Tuesday, July 1, 2008

DNS Names for internal hosts

Bob Plankers, over at The Lone Sysadmin wrote a couple days ago about getting busted while reading the wiki page on X-Men. He tried to cover it up by claiming to be researching future host names. Quick thinking, Bob. Good job! ;-)

It does bring up a good point, though. Internal naming schemes are something that everyone has an opinion on, and a load of suggestions.

At various places, I've used greek/roman gods, Simpsons characters, beer companies, wine labels, and fish.

At my current company, we used the beer and wine names. We absorbed another company that used fish. It worked fine for a while, but we grew in terms of servers and locations until it got unwieldy to remember A) all the names, and B) what each name did. You'd also start to get very similar names after a while. We've now got 4 physical locations, soon to be 5, and something like 50-60 servers (not counting network devices), no one would be able to keep them all straight (including the admin).

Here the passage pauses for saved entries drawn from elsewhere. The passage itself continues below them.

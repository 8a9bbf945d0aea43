//! Database schema definitions
//!
//! All SQL schema for the webx database lives here. Creation is
//! idempotent; `schema_meta.db_schema_version` records the version for
//! later additive migrations.

/// Current schema version recorded in `schema_meta`.
pub const SCHEMA_VERSION: u32 = 1;

/// SQL schema for the database
pub const SCHEMA_SQL: &str = r#"
-- Schema version and health metadata
CREATE TABLE IF NOT EXISTS schema_meta (
    key TEXT PRIMARY KEY,
    value TEXT NOT NULL
);

-- Structured page snapshots; page_json holds the full serialized page
CREATE TABLE IF NOT EXISTS pages (
    id TEXT PRIMARY KEY,
    url TEXT NOT NULL,
    canonical_url TEXT,
    title TEXT NOT NULL,
    fetched_at TEXT NOT NULL,
    content_hash TEXT,
    extractor_version TEXT NOT NULL,
    mode TEXT NOT NULL,
    source TEXT NOT NULL,
    page_json TEXT NOT NULL
);

CREATE INDEX IF NOT EXISTS idx_pages_url ON pages(url);
CREATE INDEX IF NOT EXISTS idx_pages_fetched_at ON pages(fetched_at DESC);

-- Outgoing links per page snapshot
CREATE TABLE IF NOT EXISTS links (
    from_page_id TEXT NOT NULL REFERENCES pages(id),
    to_url TEXT NOT NULL,
    text TEXT NOT NULL,
    rel TEXT,
    is_internal INTEGER NOT NULL DEFAULT 0,
    PRIMARY KEY (from_page_id, to_url)
);

-- Crawl jobs with their seed and option snapshots
CREATE TABLE IF NOT EXISTS crawl_jobs (
    id TEXT PRIMARY KEY,
    status TEXT NOT NULL,
    seed_url_json TEXT NOT NULL,
    created_at TEXT NOT NULL,
    finished_at TEXT,
    options_json TEXT NOT NULL
);

-- Per-job fetch queue
CREATE TABLE IF NOT EXISTS crawl_queue (
    id TEXT PRIMARY KEY,
    job_id TEXT NOT NULL REFERENCES crawl_jobs(id),
    url TEXT NOT NULL,
    depth INTEGER NOT NULL,
    priority INTEGER NOT NULL,
    next_fetch_at INTEGER NOT NULL,
    domain TEXT NOT NULL,
    status TEXT NOT NULL,
    retries INTEGER NOT NULL DEFAULT 0,
    last_error TEXT
);

CREATE INDEX IF NOT EXISTS idx_crawl_queue_claim ON crawl_queue(job_id, status, next_fetch_at);
CREATE UNIQUE INDEX IF NOT EXISTS idx_crawl_queue_job_url ON crawl_queue(job_id, url);

-- Browser session metadata (owned by the browser collaborator)
CREATE TABLE IF NOT EXISTS sessions (
    name TEXT PRIMARY KEY,
    created_at TEXT NOT NULL,
    updated_at TEXT NOT NULL,
    storage_state_path TEXT NOT NULL,
    notes TEXT,
    headed INTEGER NOT NULL DEFAULT 0
);

-- Log of executed actions
CREATE TABLE IF NOT EXISTS actions_log (
    id INTEGER PRIMARY KEY AUTOINCREMENT,
    session_name TEXT NOT NULL,
    url TEXT NOT NULL,
    action_json TEXT NOT NULL,
    result_json TEXT NOT NULL,
    created_at TEXT NOT NULL
);
"#;

/// Initializes the database schema and records the schema version.
pub fn initialize_schema(conn: &rusqlite::Connection) -> Result<(), rusqlite::Error> {
    conn.execute_batch(SCHEMA_SQL)?;
    conn.execute(
        "INSERT INTO schema_meta (key, value) VALUES ('db_schema_version', ?1)
         ON CONFLICT(key) DO UPDATE SET value = excluded.value",
        rusqlite::params![SCHEMA_VERSION.to_string()],
    )?;
    Ok(())
}
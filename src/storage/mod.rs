//! Durable storage for pages, links, jobs, and the crawl queue
//!
//! All durable state lives in one SQLite database with WAL journaling:
//! page snapshots (with their link sets), crawl jobs and their queues,
//! browser session metadata, the action log, and schema metadata.

mod schema;
mod sqlite;

pub use schema::{initialize_schema, SCHEMA_VERSION};
pub use sqlite::Store;

use crate::config::CrawlOptions;

/// Default backoff step applied by `fail_queue_item`, in milliseconds.
pub const DEFAULT_RETRY_DELAY_MS: i64 = 1500;

/// Retries at which a queue item is abandoned.
pub const MAX_ITEM_RETRIES: u32 = 3;

/// Status of a crawl job
#[derive(Debug, Clone, Copy, PartialEq, Eq)]
pub enum JobStatus {
    Pending,
    Running,
    Finished,
    Failed,
}

impl JobStatus {
    pub fn to_db_string(&self) -> &'static str {
        match self {
            Self::Pending => "pending",
            Self::Running => "running",
            Self::Finished => "finished",
            Self::Failed => "failed",
        }
    }

    pub fn from_db_string(s: &str) -> Option<Self> {
        match s {
            "pending" => Some(Self::Pending),
            "running" => Some(Self::Running),
            "finished" => Some(Self::Finished),
            "failed" => Some(Self::Failed),
            _ => None,
        }
    }

    /// Terminal states get a `finished_at` stamp.
    pub fn is_terminal(&self) -> bool {
        matches!(self, Self::Finished | Self::Failed)
    }

    /// Active jobs are picked up by the worker tick.
    pub fn is_active(&self) -> bool {
        matches!(self, Self::Pending | Self::Running)
    }
}

/// Status of a crawl queue item
#[derive(Debug, Clone, Copy, PartialEq, Eq)]
pub enum QueueItemStatus {
    Pending,
    Processing,
    Done,
    Failed,
}

impl QueueItemStatus {
    pub fn to_db_string(&self) -> &'static str {
        match self {
            Self::Pending => "pending",
            Self::Processing => "processing",
            Self::Done => "done",
            Self::Failed => "failed",
        }
    }

    pub fn from_db_string(s: &str) -> Option<Self> {
        match s {
            "pending" => Some(Self::Pending),
            "processing" => Some(Self::Processing),
            "done" => Some(Self::Done),
            "failed" => Some(Self::Failed),
            _ => None,
        }
    }
}

/// A crawl job row
#[derive(Debug, Clone)]
pub struct CrawlJobRecord {
    pub id: String,
    pub status: JobStatus,
    pub seed_urls: Vec<String>,
    pub options: CrawlOptions,
    pub created_at: String,
    pub finished_at: Option<String>,
}

/// A crawl queue row
#[derive(Debug, Clone)]
pub struct QueueItemRecord {
    pub id: String,
    pub job_id: String,
    pub url: String,
    pub depth: u32,
    pub priority: i32,
    /// Epoch milliseconds before which the item must not be claimed.
    pub next_fetch_at: i64,
    pub domain: String,
    pub status: QueueItemStatus,
    pub retries: u32,
    pub last_error: Option<String>,
}

/// Aggregated queue counts for one job
#[derive(Debug, Clone, Copy, Default, PartialEq, Eq)]
pub struct QueueStats {
    pub pending: u64,
    pub processing: u64,
    pub done: u64,
    pub failed: u64,
}

/// Job status surfaced at the engine boundary
#[derive(Debug, Clone)]
pub struct CrawlJobStatus {
    pub id: String,
    pub status: JobStatus,
    pub created_at: String,
    pub finished_at: Option<String>,
    pub stats: QueueStats,
}

/// A browser session row (semantics owned by the browser collaborator)
#[derive(Debug, Clone)]
pub struct SessionRecord {
    pub name: String,
    pub created_at: String,
    pub updated_at: String,
    pub storage_state_path: String,
    pub notes: Option<String>,
    pub headed: bool,
}

/// One executed-action log row
#[derive(Debug, Clone)]
pub struct ActionLogRecord {
    pub id: i64,
    pub session_name: String,
    pub url: String,
    pub action_json: serde_json::Value,
    pub result_json: serde_json::Value,
    pub created_at: String,
}

/// A page matched by a text query, with its relevance score.
#[derive(Debug, Clone)]
pub struct SearchHit {
    pub page: crate::extract::Page,
    pub score: f64,
}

To improve the situation, we're in the process of changing to location-based hostnames with a flat internal domain structure. For example, the 2ndary application server in Ohio is oh-app2, with the fake internal domain name trailing. The alpha site's primary fileserver is a-fs1.

It's no where near as fun as "wolverine.internal.com" but it certainly does tell you where you're connecting to and what the machine does. What makes it interesting is when you go changing things like CVS repositories on people's machines, mail servers, etc. The policy we've taken is to alias the old information to the new, and slowly phase out the old method.

What do you use as internal naming systems? What do you think would make an excellent scheme? Make sure to check the list to make sure it hasn't been done before!